Good morning, it’s Paul here with the SCVR for Tuesday.

Timing - today's report is now finished.

Agenda - here’s something I prepared earlier (last night) -

Staffline (LON:STAF) - trading update - OK, but looks like it needs to do another fundraising

Asos (LON:ASC) - acquisition of Arcadia's top brands. BOO (I hold), Next & Asos as "marketplace" platforms.

Dx (group) (LON:DX.) - positive trading update, but looks expensive now.

Today's news -

Idox (LON:IDOX) - a quick review of its results FY 10/2020

Moonpig (MOON) floats

Gyg (LON:GYG) - my first look at this superyacht painting company. FY 12/2020 trading update.


Staffline (LON:STAF)

56p - mkt cap £39m

Trading & Business Update

Staffline, the recruitment and training group, is pleased to provide the following trading and business update for the year ended 31 December 2020.

It looks like 2020 ended decently -

The Group expects to report underlying operating profit marginally ahead of expectations for the year ended 31 December 2020.

Strong peak trading over Christmas, thanks to good demand from food retail, ecommerce & logistics sectors.

People Plus division moved into u/l operating profit in H2, after ditching its apprenticeships operation

Net debt - heavily flattered by £42.9m VAT arrears. Good disclosures though, of this boost, and also giving the average net debt figure, which is more meaningful than the snapshot at the year end, I wish all companies would provide this important information -

At 31 December 2020, the Group had pre-IFRS 16 net debt2 of c. £9.0m (2019: £59.5m), with average net debt throughout the year of c. £38.1m (2019: c. £85.2m).
The year-end position represents an improvement against expectations resulting from the increased focus on working capital and cash generation during 2020, as well as a number of timing effects, including the benefit of deferred VAT relief from Q2 2020 of £42.9m.
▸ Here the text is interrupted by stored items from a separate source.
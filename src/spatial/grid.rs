//! Bounded grid of superposed or committed cells
//!
//! Cells are stored row-major in an `ndarray` matrix; world coordinates
//! `(x, y)` map to `[y - y_min, x - x_min]`. Bounds never change after
//! construction.

use ndarray::Array2;

use crate::algorithm::bitset::TileBitset;
use crate::io::configuration::MAX_GRID_DIMENSION;
use crate::io::error::{AlgorithmError, Result, invalid_parameter};
use crate::spatial::registry::TileRegistry;

/// Inclusive axis-aligned bounds in world coordinates
#[derive(Debug, Clone, Copy, PartialEq, Eq)]
pub struct Bounds {
    /// Minimum `[x, y]` (inclusive)
    pub min: [i32; 2],
    /// Maximum `[x, y]` (inclusive)
    pub max: [i32; 2],
}

impl Bounds {
    /// Create bounds, rejecting inverted or oversized ranges
    ///
    /// # Errors
    ///
    /// Returns an error if:
    /// - A minimum exceeds its maximum (`DegenerateBounds`)
    /// - Either side is longer than `MAX_GRID_DIMENSION` (`InvalidParameter`)
    pub fn new(x_min: i32, y_min: i32, x_max: i32, y_max: i32) -> Result<Self> {
        for (axis, min, max) in [("x", x_min, x_max), ("y", y_min, y_max)] {
            if min > max {
                return Err(AlgorithmError::DegenerateBounds { axis, min, max });
            }
            let span = i64::from(max) - i64::from(min) + 1;
            if span > MAX_GRID_DIMENSION as i64 {
                return Err(invalid_parameter(
                    "bounds",
                    &format!("{min}..={max}"),
                    &format!("{axis} span {span} exceeds {MAX_GRID_DIMENSION}"),
                ));
            }
        }

        Ok(Self {
            min: [x_min, y_min],
            max: [x_max, y_max],
        })
    }

    /// Check if a position is within the bounds
    pub const fn contains(&self, pos: [i32; 2]) -> bool {
        pos[0] >= self.min[0]
            && pos[0] <= self.max[0]
            && pos[1] >= self.min[1]
            && pos[1] <= self.max[1]
    }

    /// Number of columns
    pub const fn width(&self) -> usize {
        (self.max[0] - self.min[0] + 1) as usize
    }

    /// Number of rows
    pub const fn height(&self) -> usize {
        (self.max[1] - self.min[1] + 1) as usize
    }

    /// Total number of cells
    pub const fn cell_count(&self) -> usize {
        self.width() * self.height()
    }

    /// Every position, row by row
    pub fn positions(&self) -> impl Iterator<Item = [i32; 2]> + use<> {
        let [x_min, y_min] = self.min;
        let [x_max, y_max] = self.max;
        (y_min..=y_max).flat_map(move |y| (x_min..=x_max).map(move |x| [x, y]))
    }
}

/// State of one grid cell
#[derive(Debug, Clone, PartialEq, Eq)]
pub enum Cell {
    /// Still-possible tiles; empty means contradiction
    Undecided(TileBitset),
    /// Index of the tile the cell is committed to
    Committed(usize),
}

impl Cell {
    /// Whether the cell holds a committed tile
    pub const fn is_committed(&self) -> bool {
        matches!(self, Self::Committed(_))
    }

    /// Possibility set of an undecided cell
    pub const fn possibilities(&self) -> Option<&TileBitset> {
        match self {
            Self::Undecided(set) => Some(set),
            Self::Committed(_) => None,
        }
    }

    /// Committed tile index
    pub const fn committed_tile(&self) -> Option<usize> {
        match self {
            Self::Committed(tile) => Some(*tile),
            Self::Undecided(_) => None,
        }
    }

    /// Whether the cell is undecided with nothing left to choose from
    pub fn is_contradiction(&self) -> bool {
        self.possibilities().is_some_and(TileBitset::is_empty)
    }
}

/// Grid of cells bound to the registry that initialised it
#[derive(Clone)]
pub struct GridModel<'r> {
    registry: &'r TileRegistry,
    bounds: Bounds,
    cells: Array2<Cell>,
}

impl<'r> GridModel<'r> {
    /// Create a grid whose every cell may still take any registry tile
    ///
    /// # Errors
    ///
    /// Returns `InvalidParameter` if the registry holds no tiles
    pub fn new(bounds: Bounds, registry: &'r TileRegistry) -> Result<Self> {
        if registry.is_empty() {
            return Err(invalid_parameter(
                "registry",
                &registry.len(),
                &"registry holds no tiles",
            ));
        }

        let cells = Array2::from_elem(
            (bounds.height(), bounds.width()),
            Cell::Undecided(registry.full_set()),
        );

        Ok(Self {
            registry,
            bounds,
            cells,
        })
    }

    /// Registry the grid draws tiles from
    pub const fn registry(&self) -> &'r TileRegistry {
        self.registry
    }

    /// Grid bounds
    pub const fn bounds(&self) -> Bounds {
        self.bounds
    }

    /// Check if a position lies in the grid
    pub const fn in_bounds(&self, pos: [i32; 2]) -> bool {
        self.bounds.contains(pos)
    }

    fn index(&self, pos: [i32; 2]) -> Option<[usize; 2]> {
        self.in_bounds(pos).then(|| {
            [
                (pos[1] - self.bounds.min[1]) as usize,
                (pos[0] - self.bounds.min[0]) as usize,
            ]
        })
    }

    /// Cell at a position
    pub fn cell(&self, pos: [i32; 2]) -> Option<&Cell> {
        self.index(pos).and_then(|index| self.cells.get(index))
    }

    /// Replace the cell at a position, returning whether it was in bounds
    pub fn set_cell(&mut self, pos: [i32; 2], cell: Cell) -> bool {
        match self.index(pos).and_then(|index| self.cells.get_mut(index)) {
            Some(slot) => {
                *slot = cell;
                true
            }
            None => false,
        }
    }

    /// Commit a cell to a tile index
    pub fn commit(&mut self, pos: [i32; 2], tile: usize) -> bool {
        self.set_cell(pos, Cell::Committed(tile))
    }

    /// Commit a cell to a named tile before solving
    ///
    /// # Errors
    ///
    /// Returns an error if:
    /// - The position is outside the bounds (`OutOfBounds`)
    /// - The registry has no tile of that name (`UnknownTile`)
    pub fn pin(&mut self, pos: [i32; 2], tile_name: &str) -> Result<()> {
        let tile = self
            .registry
            .index_of(tile_name)
            .ok_or_else(|| AlgorithmError::UnknownTile {
                name: tile_name.to_string(),
            })?;
        if self.commit(pos, tile) {
            Ok(())
        } else {
            Err(AlgorithmError::OutOfBounds { position: pos })
        }
    }

    /// Narrow an undecided cell to its intersection with `allowed`
    ///
    /// Returns `Some(true)` if the set shrank, `Some(false)` if it was
    /// unchanged or committed, and `None` for positions outside the grid.
    pub fn restrict(&mut self, pos: [i32; 2], allowed: &TileBitset) -> Option<bool> {
        let index = self.index(pos)?;
        match self.cells.get_mut(index)? {
            Cell::Undecided(set) => {
                let before = set.count();
                set.intersect_with(allowed);
                Some(set.count() < before)
            }
            Cell::Committed(_) => Some(false),
        }
    }

    /// Possibility set of an undecided cell
    pub fn possibilities_at(&self, pos: [i32; 2]) -> Option<&TileBitset> {
        self.cell(pos).and_then(Cell::possibilities)
    }

    /// Committed tile index at a position
    pub fn tile_at(&self, pos: [i32; 2]) -> Option<usize> {
        self.cell(pos).and_then(Cell::committed_tile)
    }

    /// Committed tile name at a position
    pub fn tile_name_at(&self, pos: [i32; 2]) -> Option<&'r str> {
        let registry = self.registry;
        self.tile_at(pos)
            .and_then(|tile| registry.tile(tile))
            .map(crate::spatial::tiles::Tile::name)
    }

    /// Position one step away in a registry direction, if still in bounds
    pub fn neighbour(&self, pos: [i32; 2], direction: usize) -> Option<[i32; 2]> {
        let [dx, dy] = self.registry.offset(direction)?;
        let next = [pos[0].checked_add(dx)?, pos[1].checked_add(dy)?];
        self.in_bounds(next).then_some(next)
    }

    /// Every position, row by row
    pub fn positions(&self) -> impl Iterator<Item = [i32; 2]> + use<> {
        self.bounds.positions()
    }

    /// Number of committed cells
    pub fn committed_count(&self) -> usize {
        self.cells.iter().filter(|cell| cell.is_committed()).count()
    }

    /// Number of undecided cells
    pub fn undecided_count(&self) -> usize {
        self.cells.len() - self.committed_count()
    }

    /// Whether every cell is committed
    pub fn is_solved(&self) -> bool {
        self.cells.iter().all(Cell::is_committed)
    }

    /// First undecided cell with an empty possibility set, row by row
    pub fn first_contradiction(&self) -> Option<[i32; 2]> {
        self.positions()
            .find(|&pos| self.cell(pos).is_some_and(Cell::is_contradiction))
    }

    /// Copy of every cell, for later restoration
    pub fn snapshot(&self) -> Array2<Cell> {
        self.cells.clone()
    }

    /// Restore cells captured by `snapshot`
    ///
    /// Snapshots of a different shape are ignored and reported as `false`.
    pub fn restore(&mut self, cells: Array2<Cell>) -> bool {
        if cells.dim() == self.cells.dim() {
            self.cells = cells;
            true
        } else {
            false
        }
    }

    /// Committed tile names row by row, `None` for undecided cells
    pub fn rows(&self) -> Vec<Vec<Option<&'r str>>> {
        let [x_min, y_min] = self.bounds.min;
        let [x_max, y_max] = self.bounds.max;
        (y_min..=y_max)
            .map(|y| (x_min..=x_max).map(|x| self.tile_name_at([x, y])).collect())
            .collect()
    }
}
VAT is repayable in instalments between Mar 2021 - Mar 2022 - a highly significant cash outflow. Will the bank be happy to finance that, I wonder? Possibly, at least in part, because the bank lending is now secured against the receivables book.

Covid - still disrupting things.

Refinancing - it raised fresh equity in June 2020, but admits today that it needs another fundraise -

Notwithstanding the combination of corrective measures taken in 2020, which has resulted in…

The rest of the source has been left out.